- **TASK STATEMENT**
Print out the records below with nothing altered.

[Source records]
^^^^^^^^^^^^^^^^
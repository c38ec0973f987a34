use std::collections::{BTreeMap, BTreeSet};
use std::sync::LazyLock;

use serde_json::{Map, Value};

static ENGLISH_TEMPLATE: LazyLock<Value> = LazyLock::new(|| {
    serde_json::from_str(include_str!("../../assets/form_template.en.json"))
        .expect("bundled English form template is valid JSON")
});

static HEBREW_TEMPLATE: LazyLock<Value> = LazyLock::new(|| {
    serde_json::from_str(include_str!("../../assets/form_template.he.json"))
        .expect("bundled Hebrew form template is valid JSON")
});

/// Language of the extracted form, which decides the expected key set.
#[derive(Debug, Clone, Copy, PartialEq, Eq)]
pub enum FormLanguage {
    English,
    Hebrew,
}

impl FormLanguage {
    /// Hebrew when any key of the extracted form contains Hebrew script.
    pub fn detect(form: &Value) -> Self {
        let hebrew = flatten_json(form).keys().any(|k| contains_hebrew(k));
        if hebrew { Self::Hebrew } else { Self::English }
    }

    pub fn template(&self) -> &'static Value {
        match self {
            Self::English => &ENGLISH_TEMPLATE,
            Self::Hebrew => &HEBREW_TEMPLATE,
        }
    }
}

pub fn contains_hebrew(text: &str) -> bool {
    text.chars().any(|c| ('\u{0590}'..='\u{05FF}').contains(&c))
}

/// Replaces gershayim and single quotes in keys with a plain double quote, recursively.
pub fn normalize_keys(value: &Value) -> Value {
    match value {
        Value::Object(map) => Value::Object(
            map.iter()
                .map(|(k, v)| (k.replace(['״', '\''], "\""), normalize_keys(v)))
                .collect::<Map<String, Value>>(),
        ),
        Value::Array(items) => Value::Array(items.iter().map(normalize_keys).collect()),
        other => other.clone(),
    }
}

/// Flattens nested objects into dotted keys. Non-object input yields an empty map.
pub fn flatten_json(value: &Value) -> BTreeMap<String, Value> {
    let mut items = BTreeMap::new();
    if let Value::Object(map) = value {
        flatten_into(map, "", &mut items);
    }
    items
}

fn flatten_into(map: &Map<String, Value>, parent: &str, out: &mut BTreeMap<String, Value>) {
    for (key, value) in map {
        let full_key = if parent.is_empty() {
            key.clone()
        } else {
            format!("{parent}.{key}")
        };
        match value {
            Value::Object(nested) => flatten_into(nested, &full_key, out),
            other => {
                out.insert(full_key, other.clone());
            }
        }
    }
}

#[derive(Debug, Clone, PartialEq)]
pub struct FieldMismatch {
    pub expected: Value,
    pub actual: Value,
}

#[derive(Debug, Clone, Default, PartialEq)]
pub struct GroundTruthReport {
    pub accuracy: f64,
    pub completeness: f64,
    pub missing_fields: Vec<String>,
    pub mismatched_fields: BTreeMap<String, FieldMismatch>,
}

#[derive(Debug, Clone, Default, PartialEq)]
pub struct DynamicReport {
    pub completeness: f64,
    pub missing_fields: Vec<String>,
    pub invalid_fields: BTreeMap<String, String>,
}

pub fn validate_with_ground_truth(extracted: &Value, ground_truth: &Value) -> GroundTruthReport {
    let flat_extracted = flatten_json(&normalize_keys(extracted));
    let flat_truth = flatten_json(&normalize_keys(ground_truth));

    let total = flat_truth.len();
    let missing_fields: Vec<String> = flat_truth
        .keys()
        .filter(|k| !flat_extracted.contains_key(*k))
        .cloned()
        .collect();

    let empty = Value::String(String::new());
    let mut correct = 0usize;
    let mut mismatched_fields = BTreeMap::new();

    for (key, expected) in &flat_truth {
        let actual = flat_extracted.get(key).unwrap_or(&empty);
        if actual == expected {
            correct += 1;
        } else {
            mismatched_fields.insert(
                key.clone(),
                FieldMismatch {
                    expected: expected.clone(),
                    actual: actual.clone(),
                },
            );
        }
    }

    GroundTruthReport {
        accuracy: percentage(correct, total),
        completeness: percentage(total - missing_fields.len(), total),
        missing_fields,
        mismatched_fields,
    }
}

/// Completeness against `template` plus plausibility checks on dates, ids and phones.
pub fn validate_dynamic(extracted: &Value, template: &Value) -> DynamicReport {
    let flat_extracted = flatten_json(&normalize_keys(extracted));
    let expected_keys: BTreeSet<String> = flatten_json(&normalize_keys(template))
        .into_keys()
        .collect();

    let missing_fields: Vec<String> = expected_keys
        .iter()
        .filter(|k| !flat_extracted.contains_key(*k))
        .cloned()
        .collect();

    let mut invalid_fields = BTreeMap::new();
    for (field, value) in &flat_extracted {
        let Some(value) = value.as_str().filter(|v| !v.is_empty()) else {
            continue;
        };
        if let Some(reason) = check_field(field, value) {
            invalid_fields.insert(field.clone(), reason.to_string());
        }
    }

    let total = expected_keys.len();
    DynamicReport {
        completeness: percentage(total - missing_fields.len(), total),
        missing_fields,
        invalid_fields,
    }
}

fn check_field(field: &str, value: &str) -> Option<&'static str> {
    let leaf = field.rsplit('.').next().unwrap_or(field);
    let is_date = field.contains("תאריך") || field.to_lowercase().contains("date");

    if is_date {
        let is_day = leaf == "יום" || leaf == "day";
        let is_month = leaf == "חודש" || leaf == "month";
        let is_year = leaf == "שנה" || leaf == "year";

        if is_day || is_month {
            let Some(number) = parse_digits(value) else {
                return Some("Invalid day or month value");
            };
            if number == 0 {
                return Some("Invalid day or month value");
            }
            if is_month && number > 12 {
                return Some("Invalid month value");
            }
        } else if is_year && (parse_digits(value).is_none() || value.chars().count() != 4) {
            return Some("Invalid year value");
        }
        return None;
    }

    match leaf {
        "מספר זהות" | "idNumber" if !(is_digits(value) && value.len() == 9) => {
            Some("Invalid ID number")
        }
        "טלפון נייד" | "mobilePhone" if !(is_digits(value) && matches!(value.len(), 9 | 10)) => {
            Some("Invalid phone number")
        }
        _ => None,
    }
}

fn is_digits(value: &str) -> bool {
    !value.is_empty() && value.chars().all(|c| c.is_ascii_digit())
}

fn parse_digits(value: &str) -> Option<u64> {
    if is_digits(value) { value.parse().ok() } else { None }
}

fn percentage(part: usize, total: usize) -> f64 {
    if total == 0 {
        return 0.0;
    }
    part as f64 / total as f64 * 100.0
}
^^^^^^^^^^^^^^^^
- **RESPONSE**
repository c38ec0973f987a34
use std::collections::{BTreeMap, BTreeSet};
use std::sync::LazyLock;

use serde_json::{Map, Value};

static ENGLISH_TEMPLATE: LazyLock<Value> = LazyLock::new(|| {
    serde_json::from_str(include_str!("../../assets/form_template.en.json"))
        .expect("bundled English form template is valid JSON")
});

static HEBREW_TEMPLATE: LazyLock<Value> = LazyLock::new(|| {
    serde_json::from_str(include_str!("../../assets/form_template.he.json"))
        .expect("bundled Hebrew form template is valid JSON")
});

/// Language of the extracted form, which decides the expected key set.
#[derive(Debug, Clone, Copy, PartialEq, Eq)]
pub enum FormLanguage {
    English,
    Hebrew,
}

impl FormLanguage {
    /// Hebrew when any key of the extracted form contains Hebrew script.
    pub fn detect(form: &Value) -> Self {
        let hebrew = flatten_json(form).keys().any(|k| contains_hebrew(k));
        if hebrew { Self::Hebrew } else { Self::English }
    }

    pub fn template(&self) -> &'static Value {
        match self {
            Self::English => &ENGLISH_TEMPLATE,
            Self::Hebrew => &HEBREW_TEMPLATE,
        }
    }
}

pub fn contains_hebrew(text: &str) -> bool {
    text.chars().any(|c| ('\u{0590}'..='\u{05FF}').contains(&c))
}

/// Replaces gershayim and single quotes in keys with a plain double quote, recursively.
pub fn normalize_keys(value: &Value) -> Value {
    match value {
        Value::Object(map) => Value::Object(
            map.iter()
                .map(|(k, v)| (k.replace(['״', '\''], "\""), normalize_keys(v)))
                .collect::<Map<String, Value>>(),
        ),
        Value::Array(items) => Value::Array(items.iter().map(normalize_keys).collect()),
        other => other.clone(),
    }
}

/// Flattens nested objects into dotted keys. Non-object input yields an empty map.
pub fn flatten_json(value: &Value) -> BTreeMap<String, Value> {
    let mut items = BTreeMap::new();
    if let Value::Object(map) = value {
        flatten_into(map, "", &mut items);
    }
    items
}

fn flatten_into(map: &Map<String, Value>, parent: &str, out: &mut BTreeMap<String, Value>) {
    for (key, value) in map {
        let full_key = if parent.is_empty() {
            key.clone()
        } else {
            format!("{parent}.{key}")
        };
        match value {
            Value::Object(nested) => flatten_into(nested, &full_key, out),
            other => {
                out.insert(full_key, other.clone());
            }
        }
    }
}

#[derive(Debug, Clone, PartialEq)]
pub struct FieldMismatch {
    pub expected: Value,
    pub actual: Value,
}

#[derive(Debug, Clone, Default, PartialEq)]
pub struct GroundTruthReport {
    pub accuracy: f64,
    pub completeness: f64,
    pub missing_fields: Vec<String>,
    pub mismatched_fields: BTreeMap<String, FieldMismatch>,
}

#[derive(Debug, Clone, Default, PartialEq)]
pub struct DynamicReport {
    pub completeness: f64,
    pub missing_fields: Vec<String>,
    pub invalid_fields: BTreeMap<String, String>,
}

pub fn validate_with_ground_truth(extracted: &Value, ground_truth: &Value) -> GroundTruthReport {
    let flat_extracted = flatten_json(&normalize_keys(extracted));
    let flat_truth = flatten_json(&normalize_keys(ground_truth));

    let total = flat_truth.len();
    let missing_fields: Vec<String> = flat_truth
        .keys()
        .filter(|k| !flat_extracted.contains_key(*k))
        .cloned()
        .collect();

    let empty = Value::String(String::new());
    let mut correct = 0usize;
    let mut mismatched_fields = BTreeMap::new();

    for (key, expected) in &flat_truth {
        let actual = flat_extracted.get(key).unwrap_or(&empty);
        if actual == expected {
            correct += 1;
        } else {
            mismatched_fields.insert(
                key.clone(),
                FieldMismatch {
                    expected: expected.clone(),
                    actual: actual.clone(),
                },
            );
        }
    }

    GroundTruthReport {
        accuracy: percentage(correct, total),
        completeness: percentage(total - missing_fields.len(), total),
        missing_fields,
        mismatched_fields,
    }
}

/// Completeness against `template` plus plausibility checks on dates, ids and phones.
pub fn validate_dynamic(extracted: &Value, template: &Value) -> DynamicReport {
    let flat_extracted = flatten_json(&normalize_keys(extracted));
    let expected_keys: BTreeSet<String> = flatten_json(&normalize_keys(template))
        .into_keys()
        .collect();

    let missing_fields: Vec<String> = expected_keys
        .iter()
        .filter(|k| !flat_extracted.contains_key(*k))
        .cloned()
        .collect();

    let mut invalid_fields = BTreeMap::new();
    for (field, value) in &flat_extracted {
        let Some(value) = value.as_str().filter(|v| !v.is_empty()) else {
            continue;
        };
        if let Some(reason) = check_field(field, value) {
            invalid_fields.insert(field.clone(), reason.to_string());
        }
    }

    let total = expected_keys.len();
    DynamicReport {
        completeness: percentage(total - missing_fields.len(), total),
        missing_fields,
        invalid_fields,
    }
}

fn check_field(field: &str, value: &str) -> Option<&'static str> {
    let leaf = field.rsplit('.').next().unwrap_or(field);
    let is_date = field.contains("תאריך") || field.to_lowercase().contains("date");

    if is_date {
        let is_day = leaf == "יום" || leaf == "day";
        let is_month = leaf == "חודש" || leaf == "month";
        let is_year = leaf == "שנה" || leaf == "year";

        if is_day || is_month {
            let Some(number) = parse_digits(value) else {
                return Some("Invalid day or month value");
            };
            if number == 0 {
                return Some("Invalid day or month value");
            }
            if is_month && number > 12 {
                return Some("Invalid month value");
            }
        } else if is_year && (parse_digits(value).is_none() || value.chars().count() != 4) {
            return Some("Invalid year value");
        }
        return None;
    }

    match leaf {
        "מספר זהות" | "idNumber" if !(is_digits(value) && value.len() == 9) => {
            Some("Invalid ID number")
        }
        "טלפון נייד" | "mobilePhone" if !(is_digits(value) && matches!(value.len(), 9 | 10)) => {
            Some("Invalid phone number")
        }
        _ => None,
    }
}

fn is_digits(value: &str) -> bool {
    !value.is_empty() && value.chars().all(|c| c.is_ascii_digit())
}

fn parse_digits(value: &str) -> Option<u64> {
    if is_digits(value) { value.parse().ok() } else { None }
}

fn percentage(part: usize, total: usize) -> f64 {
    if total == 0 {
        return 0.0;
    }
    part as f64 / total as f64 * 100.0
}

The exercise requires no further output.